Discours d'Etzer Vilaire à la mémoire des héros de l'Indépendance, de Charlemagne Péralte... 

Tuesday, March 7, 2017

La haine sauvage de Aristide envers Préval

Préval et Aristide en 2001, lors
de leur passation de pouvoir.   
Avec la mort de René Préval, on parvient à déterminer le côté monstrueux  de la personnalité de Jean Bertrand Aristide. Je me souviens, qu’en classe de philosophie au Petit Séminaire Collège Saint-Martial, le directeur de l’institution, Monseigneur Louis Kébreau,  notre professeur de Savoir-Vivre avait initié  tout un cours sur la personne d’Aristide. Il fut le Supérieur des Salésiens durant les années d’études d’Aristide aux fins de la prêtrise. Il avait lui-même déduit que ce dernier était trop instable pour être ordonné prêtre. Ainsi, il avait bénéficié d’un encadrement  psychologique durant une année avant d’obtenir l’onction. J’ai gardé ces paroles en mémoire durant 22 ans avant de les prononcer en public. Monseigneur Louis Kébreau est toujours en vie, il peut toujours en témoigner.

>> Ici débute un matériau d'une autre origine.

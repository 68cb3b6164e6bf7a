//! Paginator math derived from upstream page metadata.

use catalog_host::PageMetadata;

/// Number of pages needed for `total` records at `rows` per page.
pub fn page_count(total: u64, rows: u32) -> u32 {
    if rows == 0 {
        return 0;
    }
    u32::try_from(total.div_ceil(u64::from(rows))).unwrap_or(u32::MAX)
}

/// One-based page that starts at `offset`, or 0 when there is no page size.
pub fn page_at_offset(offset: u64, rows: u32) -> u32 {
    if rows == 0 {
        return 0;
    }
    u32::try_from(offset / u64::from(rows) + 1).unwrap_or(u32::MAX)
}

/// Up to `window` consecutive page numbers centred on `current` and clamped to `1..=page_count`.
pub fn visible_page_links(current: u32, page_count: u32, window: u32) -> Vec<u32> {
    if page_count == 0 || window == 0 {
        return Vec::new();
    }
    let window = window.min(page_count);
    let current = current.clamp(1, page_count);
    let start = current.saturating_sub(window / 2).max(1);
    let start = start.min(page_count - window + 1);
    (start..start + window).collect()
}

#[derive(Debug, Clone, PartialEq, Eq, Default)]
pub struct PagerModel {
    pub current_page: u32,
    pub page_count: u32,
    pub total_records: u64,
    pub links: Vec<u32>,
}

impl PagerModel {
    /// Binds the pager the way a lazy table widget does: `rows = limit`, `first = offset`,
    /// `total_records = total`.
    pub fn from_metadata(pagination: &PageMetadata, window: u32) -> Self {
        let page_count = page_count(pagination.total, pagination.limit);
        let current_page = page_at_offset(pagination.offset, pagination.limit).min(page_count);
        Self {
            current_page,
            page_count,
            total_records: pagination.total,
            links: visible_page_links(current_page, page_count, window),
        }
    }

    pub fn summary(&self) -> String {
        format!("Page {} of {}", self.current_page, self.page_count)
    }
}
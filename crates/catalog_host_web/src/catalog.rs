//! `window.fetch`-backed catalog service.

use catalog_host::{
    decode_catalog_page, CatalogConfig, CatalogFuture, CatalogPage, CatalogService, FetchError,
    PageRequest, DEFAULT_API_BASE_URL,
};

#[derive(Debug, Clone, PartialEq, Eq)]
/// Browser catalog service issuing `GET {base}/artworks?page=&limit=` through `window.fetch`.
pub struct WebCatalogService {
    base_url: String,
}

impl Default for WebCatalogService {
    fn default() -> Self {
        Self::new(DEFAULT_API_BASE_URL)
    }
}

impl WebCatalogService {
    /// Creates a service rooted at `base_url`.
    pub fn new(base_url: impl Into<String>) -> Self {
        Self {
            base_url: base_url.into(),
        }
    }

    /// Creates a service rooted at the configured API base URL.
    pub fn from_config(config: &CatalogConfig) -> Self {
        Self::new(config.api_base_url.clone())
    }

    /// Returns the URL a request resolves to.
    pub fn request_url(&self, request: &PageRequest) -> String {
        request.url(&self.base_url)
    }
}

impl CatalogService for WebCatalogService {
    fn fetch_page<'a>(
        &'a self,
        request: &'a PageRequest,
    ) -> CatalogFuture<'a, Result<CatalogPage, FetchError>> {
        Box::pin(async move {
            let body = crate::bridge::http_get_text(&self.request_url(request)).await?;
            decode_catalog_page(&body)
        })
    }
}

Après l’annonce de la mort de l’ancien président René Préval, plusieurs chefs d'Etat étrangers et leaders politiques ont publié des notes de sympathie pour la circonstance ; mais tous les yeux sont braqués sur le Duc de Tabarre qui avait fait choix de René Préval pour être son premier ministre en 1991 et qui l’a propulsé à la première magistrature suprême de l’état en 1996. On s’attendait à ce que le parti “Fanmi Lavalas” fasse sortir une note pour saluer le départ de leur ancien allié politique, mais on est tombé sur la nonchalance de Jean-Bertrand Aristide qui, définitivement n’a pas d’état d’âme. Ce qui est frustrant, il y a des fanatiques d’Aristide qui essaient de justifier son indifférence en traitant René Préval de traitre. J’ai été le premier à écrire un texte critique sur le président décédé, mais je ne saurais cracher sur sa dépouille mortelle. Il a été créé à l’image de Dieu, il fut un Haïtien tout de même. On peut ne pas l’aimer, mais le haïr jusqu’à le clouer au pilori après sa mort serait un acte barbaresque.  

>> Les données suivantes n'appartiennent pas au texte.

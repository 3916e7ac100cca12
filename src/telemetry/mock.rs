//! Simulated pump vibration sensor.

use chrono::Utc;
use rand::rngs::StdRng;
use rand::{Rng, SeedableRng};

use crate::asset_health::{classify, Vibration};
use crate::config::defaults::{MOCK_SENSOR_MAX_RMS, MOCK_SENSOR_MIN_RMS};
use crate::types::{FaultClassification, TelemetryPayload};

/// Draws readings uniformly from [0.02, 0.8] in/s RMS, rounded to 3 decimals.
pub struct MockSensor {
    rng: StdRng,
}

impl MockSensor {
    /// Seeded for reproducible runs, from entropy otherwise.
    pub fn new(seed: Option<u64>) -> Self {
        let rng = match seed {
            Some(s) => StdRng::seed_from_u64(s),
            None => StdRng::from_entropy(),
        };
        Self { rng }
    }

    /// Next payload, classified with the local model and stamped now.
    pub fn sample(&mut self) -> TelemetryPayload {
        let raw: f64 = self.rng.gen_range(MOCK_SENSOR_MIN_RMS..=MOCK_SENSOR_MAX_RMS);
        let rms = (raw * 1000.0).round() / 1000.0;
        // Sampled range is always a valid reading
        let classification = Vibration::new(rms).map_or(FaultClassification::Normal, classify);

        #[allow(clippy::cast_precision_loss)]
        let timestamp = Utc::now().timestamp_millis() as f64 / 1000.0;

        TelemetryPayload {
            timestamp,
            vibration_rms: rms,
            dominant_freq: classification.dominant_frequency().to_string(),
            status: classification.as_str().to_string(),
        }
    }
}
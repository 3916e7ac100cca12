//! Consistent response envelope for all API endpoints.
//!
//! Every response is wrapped in either [`ApiResponse`] (success) or
//! [`ApiErrorResponse`] (error), ensuring a uniform JSON shape.

use axum::extract::rejection::{JsonRejection, QueryRejection};
use axum::http::StatusCode;
use axum::response::{IntoResponse, Response};
use chrono::Utc;
use serde::Serialize;

/// API version reported in every envelope.
pub const API_VERSION: &str = "1";

/// Metadata included in every response.
#[derive(Debug, Serialize)]
pub struct ResponseMeta {
    pub timestamp: String,
    pub version: &'static str,
}

impl Default for ResponseMeta {
    fn default() -> Self {
        Self {
            timestamp: Utc::now().to_rfc3339(),
            version: API_VERSION,
        }
    }
}

/// Successful response: `{ "data": T, "meta": { ... } }`
#[derive(Debug, Serialize)]
pub struct ApiResponse<T: Serialize> {
    pub data: T,
    pub meta: ResponseMeta,
}

impl<T: Serialize> ApiResponse<T> {
    pub fn ok(data: T) -> Response {
        let body = Self {
            data,
            meta: ResponseMeta::default(),
        };
        (StatusCode::OK, axum::Json(body)).into_response()
    }
}

/// Error detail inside [`ApiErrorResponse`].
#[derive(Debug, Serialize)]
pub struct ErrorDetail {
    pub code: String,
    pub message: String,
}

/// Error response: `{ "error": { "code": "...", "message": "..." }, "meta": { ... } }`
#[derive(Debug, Serialize)]
pub struct ApiErrorResponse {
    pub error: ErrorDetail,
    pub meta: ResponseMeta,
}

impl ApiErrorResponse {
    fn build(status: StatusCode, code: &str, msg: impl Into<String>) -> Response {
        let body = Self {
            error: ErrorDetail {
                code: code.to_string(),
                message: msg.into(),
            },
            meta: ResponseMeta::default(),
        };
        (status, axum::Json(body)).into_response()
    }

    pub fn not_found(msg: impl Into<String>) -> Response {
        Self::build(StatusCode::NOT_FOUND, "NOT_FOUND", msg)
    }

    pub fn bad_request(msg: impl Into<String>) -> Response {
        Self::build(StatusCode::BAD_REQUEST, "BAD_REQUEST", msg)
    }

    pub fn conflict(msg: impl Into<String>) -> Response {
        Self::build(StatusCode::CONFLICT, "CONFLICT", msg)
    }

    pub fn internal(msg: impl Into<String>) -> Response {
        Self::build(StatusCode::INTERNAL_SERVER_ERROR, "INTERNAL_ERROR", msg)
    }

    /// Malformed or non-numeric JSON body.
    pub fn from_json_rejection(rejection: &JsonRejection) -> Response {
        Self::bad_request(rejection.body_text())
    }

    /// Unparseable query string.
    pub fn from_query_rejection(rejection: &QueryRejection) -> Response {
        Self::bad_request(rejection.body_text())
    }
}
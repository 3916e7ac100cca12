//! Reference data: FMEA tables and spectral presets.
//!
//! These are curated lookups keyed by severity, not computed from a signal.

use super::{Vibration, ALARM_THRESHOLD_RMS, CRITICAL_THRESHOLD_RMS};
use crate::types::{FmeaProfile, FmeaRow, FmeaTable, SpectralBuckets};

static LOOSENESS_ROWS: [FmeaRow; 3] = [
    FmeaRow {
        failure_mode: "Mechanical Looseness",
        probability: "80%",
        signature: "1x RPM Harmonics",
        inspection_action: "Check mounting bolts & baseplate",
    },
    FmeaRow {
        failure_mode: "Structural Resonance",
        probability: "15%",
        signature: "Natural Frequency Match",
        inspection_action: "Impact test foundation",
    },
    FmeaRow {
        failure_mode: "Other",
        probability: "5%",
        signature: "Various",
        inspection_action: "General inspection required",
    },
];

static MISALIGNMENT_ROWS: [FmeaRow; 3] = [
    FmeaRow {
        failure_mode: "Misalignment",
        probability: "60%",
        signature: "2x RPM Radial",
        inspection_action: "Laser alignment required",
    },
    FmeaRow {
        failure_mode: "Bearing Wear",
        probability: "30%",
        signature: "High Frequency Noise",
        inspection_action: "Grease analysis / Replacement",
    },
    FmeaRow {
        failure_mode: "Cavitation",
        probability: "10%",
        signature: "Random Low Frequency",
        inspection_action: "Check suction valve & NPSH",
    },
];

const LOOSENESS_SPECTRUM: SpectralBuckets = SpectralBuckets {
    one_x: 0.8,
    two_x: 0.1,
    three_x: 0.05,
};

const MISALIGNMENT_SPECTRUM: SpectralBuckets = SpectralBuckets {
    one_x: 0.2,
    two_x: 0.6,
    three_x: 0.1,
};

const NOISE_FLOOR_SPECTRUM: SpectralBuckets = SpectralBuckets {
    one_x: 0.05,
    two_x: 0.05,
    three_x: 0.05,
};

/// FMEA table for a reading: looseness above 0.5 in/s, misalignment otherwise.
pub fn fmea_table(vibration: Vibration) -> FmeaTable {
    if vibration.rms() > CRITICAL_THRESHOLD_RMS {
        FmeaTable {
            profile: FmeaProfile::Looseness,
            rows: &LOOSENESS_ROWS,
        }
    } else {
        FmeaTable {
            profile: FmeaProfile::Misalignment,
            rows: &MISALIGNMENT_ROWS,
        }
    }
}

/// Spectral preset for a reading, partitioned exactly like `classify`.
pub fn spectral_buckets(vibration: Vibration) -> SpectralBuckets {
    let v = vibration.rms();
    if v > CRITICAL_THRESHOLD_RMS {
        LOOSENESS_SPECTRUM
    } else if v > ALARM_THRESHOLD_RMS {
        MISALIGNMENT_SPECTRUM
    } else {
        NOISE_FLOOR_SPECTRUM
    }
}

Jean-Bertrand Aristide lors de sa seconde prestation
de serment à la présidence d'Haïti (Février 2001).   
Civilité oblige, Jean Bertrand Aristide devrait faire sortir une note pour saluer le départ de son camarade de combat et frère siamois. René Préval, durant son premier mandat s’est comporté comme un véritable enfant face à Aristide. Chaque après-midi, Jacques Edouard Alexis, alors premier ministre devrait se présenter chez Aristide à Tabarre pour lui faire un compte rendu de la situation du pays. Le vrai chef d’Etat était bien Aristide. Le père de René Préval est décédé après que son fils président lui  eut rassuré  que son ami Ernest Bennett pourrait retourner au pays et que rien de mal ne lui arriverait. Ayant pris connaissance du débarquement d’Ernest Bennett, Aristide  envoya ses hommes de mains l’arrêter à l’Aéroport International pour le jeter en prison au Pénitencier National. Le père de René Préval rendit l’âme après avoir appris la nouvelle. Ce même Jean Bertrand Aristide a ordonné à ses sbires d’assassiner une sœur de René Préval, Mme Calvin qui fut le secrétaire particulier du président. Durant son deuxième mandat, René Préval n’avait pas voulu s’embarrasser avec le colis gênant que représentait Aristide. Il n’a attendu que la fin de son mandat pour permettre à ce dernier de retourner au pays. René Préval ne pouvait faire autrement. Jean Bertrand Aristide n’a jamais pardonné à Ti René pour ce calcul politique. Il faut souligner également qu’à plusieurs reprises Aristide avait ordonné l’assassinat de René Préval, mais vu qu’il était un homme calme, les sbires n’ont jamais voulu exécuter l’ordre du détraqué. Voilà pourquoi Préval s’est réfugié à Marmelade lors du deuxième mandat d’Aristide. 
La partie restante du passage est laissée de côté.